Since then we experience frequent disruptions (Up to several times a day). This is caused by a significant rise in memory consumption by the tor processes and ends with a tor process being killed by the Linux Kernel:
May 22 00:30:43 tor2 kernel: [2257156.134100] Killed process 40964 (tor) total-vm:448088kB, anon-rss:0kB, file-rss:0kB
The systems are physical machines with Ubuntu 14.04.5 LTS with 4 GB of memory. This was sufficient the last 2 years.
For more details a sample of this behavior is documented in a Ticket [1]. Tor project team is researching but until now no hints lead to an improvement.
Due to a tweet last week [2] and the follow up discussion with another operator I became suspicious that is not just just us having a problem rather it cloud be more common.
Therefore here the question to you all - do you experience some strange behavior like described in the ticket as well ?
Please let me know if so.
If not - maybe it is just an unfortunate coincidence and we will end up make a clean install of both server hoping the problem will go away.
best regards
Dirk
[1] https://trac.torproject.org/projects/tor/ticket/22255
[2]https://twitter.com/FrennVunDerEnn/status/864583496072876034
tor-relays mailing list tor-relays@lists.torproject.org https://lists.torproject.org/cgi-bin/mailman/listinfo/tor-relays
On Mon, May 22, 2017 at 10:48:31PM +0200, niftybunny wrote:
Same with 0.3.0.5. Upgrading to 0.3.0.7 helped on most relays.
We didn't change anything between 0.3.0.5 and 0.3.0.7 that would have helped.
If somebody with a really really fast CPU wants to run their relay under valgrind --leak-check for a while, that would be grand.
https://gitweb.torproject.org/tor.git/tree/doc/HACKING/HelpfulTools.md
The question to try to get some answers on is what sort of bloat problem we have:
A) Maybe it's a memory leak?
B) Maybe it's an inefficiency of the memory allocator, e.g. fragmentation where nothing is technically leaked yet there's a whole lot of wasted space?
C) Maybe it is some behavior by clients that causes the relay to use a lot of memory, e.g. by having a bunch of stuff in buffers? The behavior could be accidental / normal, or it could be intentional / malicious.
My first guess is "C, accidental". But it could easily be 'B', and it would be great if it's 'A' because then we can just fix it.
--Roger
Roger,
I have whatever resources you need for testing. Let me know if you would like them.
John
On May 22, 2017, at 21:54, Roger Dingledine arma@mit.edu wrote:
On Mon, May 22, 2017 at 10:48:31PM +0200, niftybunny wrote: Same with 0.3.0.5. Upgrading to 0.3.0.7 helped on most relays.
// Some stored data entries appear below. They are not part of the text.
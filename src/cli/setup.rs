use crate::core::config::AppConfig;
use anyhow::{Context, Result};
use std::path::Path;

const EXAMPLE_CONFIG: &str = include_str!("../../docs/example_config.yaml");

/// Creates a default configuration file with example content at the default location
pub fn setup() -> Result<()> {
    let path = AppConfig::default_config_path()?;
    setup_at_path(path)
}

/// Creates a default configuration file with example content at the specified path
pub fn setup_at_path<P: AsRef<Path>>(path: P) -> Result<()> {
    let path = path.as_ref();

    if path.exists() {
        anyhow::bail!("Configuration file already exists at {}", path.display());
    }

    if let Some(parent) = path.parent() {
        std::fs::create_dir_all(parent)
            .with_context(|| format!("Failed to create directory: {}", parent.display()))?;
    }

    std::fs::write(path, EXAMPLE_CONFIG)
        .with_context(|| format!("Failed to write config file to {}", path.display()))?;

    tracing::info!("Created default configuration at {}", path.display());
    Ok(())
}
We didn't change anything between 0.3.0.5 and 0.3.0.7 that would have helped.
If somebody with a really really fast CPU wants to run their relay under valgrind --leak-check for a while, that would be grand.
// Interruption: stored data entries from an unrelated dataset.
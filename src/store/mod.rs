pub mod disk;
pub mod memory;

use crate::core::config::{AppConfig, StoreBackend};
use crate::core::conversion::{Ack, ConversionRecord, ConversionRecorder, NewConversion, RecordError};
use anyhow::Result;
use async_trait::async_trait;
use chrono::Utc;
use disk::DiskConversionLog;
use memory::MemoryConversionLog;
use std::sync::Arc;
use tracing::{debug, info, instrument, warn};

/// Append-only storage for conversion records.
#[async_trait]
pub trait ConversionLog: Send + Sync {
    async fn append(&self, record: &ConversionRecord) -> Result<()>;

    /// All records, oldest first.
    async fn records(&self) -> Result<Vec<ConversionRecord>>;
}

/// Records conversions into a [`ConversionLog`], if one is connected.
///
/// Without a connected log every valid submission fails fast with
/// [`RecordError::StoreUnavailable`]; the rest of the service keeps running.
#[derive(Clone)]
pub struct StoreRecorder {
    log: Option<Arc<dyn ConversionLog>>,
}

impl StoreRecorder {
    pub fn new(log: Arc<dyn ConversionLog>) -> Self {
        Self { log: Some(log) }
    }

    pub fn unavailable() -> Self {
        Self { log: None }
    }

    pub fn is_connected(&self) -> bool {
        self.log.is_some()
    }

    /// Opens the configured store. A disk store that cannot be opened leaves
    /// the recorder disconnected instead of failing startup.
    pub fn open(config: &AppConfig) -> Self {
        match config.store.backend {
            StoreBackend::None => {
                info!("Conversion store disabled, history will not be saved");
                Self::unavailable()
            }
            StoreBackend::Memory => {
                info!("Using in-memory conversion store");
                Self::new(Arc::new(MemoryConversionLog::new()))
            }
            StoreBackend::Disk => match config.data_path().and_then(|p| DiskConversionLog::open(&p)) {
                Ok(log) => {
                    info!("Conversion store connected");
                    Self::new(Arc::new(log))
                }
                Err(e) => {
                    warn!(
                        error = %format!("{e:#}"),
                        "Conversion store unavailable, history will not be saved"
                    );
                    Self::unavailable()
                }
            },
        }
    }
}

#[async_trait]
impl ConversionRecorder for StoreRecorder {
    #[instrument(name = "RecordConversion", skip_all)]
    async fn record(&self, conversion: NewConversion) -> Result<Ack, RecordError> {
        let record = conversion.into_record(Utc::now())?;
        let log = self.log.as_ref().ok_or(RecordError::StoreUnavailable)?;

        log.append(&record).await.map_err(|e| RecordError::Write {
            details: format!("{e:#}"),
        })?;
        debug!(from = %record.from, to = %record.to, "Conversion saved");
        Ok(Ack::saved())
    }
}
use crate::any::TypeInfo;

#[derive(thiserror::Error, Debug)]
pub enum InvokeErrorKind {
    #[error("Expected {expected} arguments, got {actual}")]
    ArgumentCount { expected: usize, actual: usize },
    #[error("Argument {position} isn't an instance of {}", .expected.name)]
    IncorrectArgument { position: usize, expected: TypeInfo },
    #[error("Target isn't an instance of {}", .expected.name)]
    IncorrectTarget { expected: TypeInfo },
}

#[derive(thiserror::Error, Debug)]
pub enum ResolveErrorKind {
    #[error("No registration for {service} with name {name:?}")]
    NoRegistration { service: &'static str, name: Option<String> },
    #[error("No injection constructor registered for {implementation}")]
    NoConstructor { implementation: &'static str },
    #[error("Cyclic dependency detected: {}", .path.join(" -> "))]
    CyclicDependency { path: Vec<&'static str> },
    #[error("Failed to resolve dependencies of {member} on {implementation}")]
    Dependency {
        implementation: &'static str,
        member: &'static str,
        #[source]
        source: Box<ResolveErrorKind>,
    },
    #[error("Instance registered for {service} has an incorrect type")]
    IncorrectType { service: &'static str },
    #[error(transparent)]
    Invoke(#[from] InvokeErrorKind),
}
https://gitweb.torproject.org/tor.git/tree/doc/HACKING/HelpfulTools.md
The question to try to get some answers on is what sort of bloat problem we have:
A) Maybe it's a memory leak?
B) Maybe it's an inefficiency of the memory allocator, e.g. fragmentation where nothing is technically leaked yet there's a whole lot of wasted space?
C) Maybe it is some behavior by clients that causes the relay to use a lot of memory, e.g. by having a bunch of stuff in buffers? The behavior could be accidental / normal, or it could be intentional / malicious.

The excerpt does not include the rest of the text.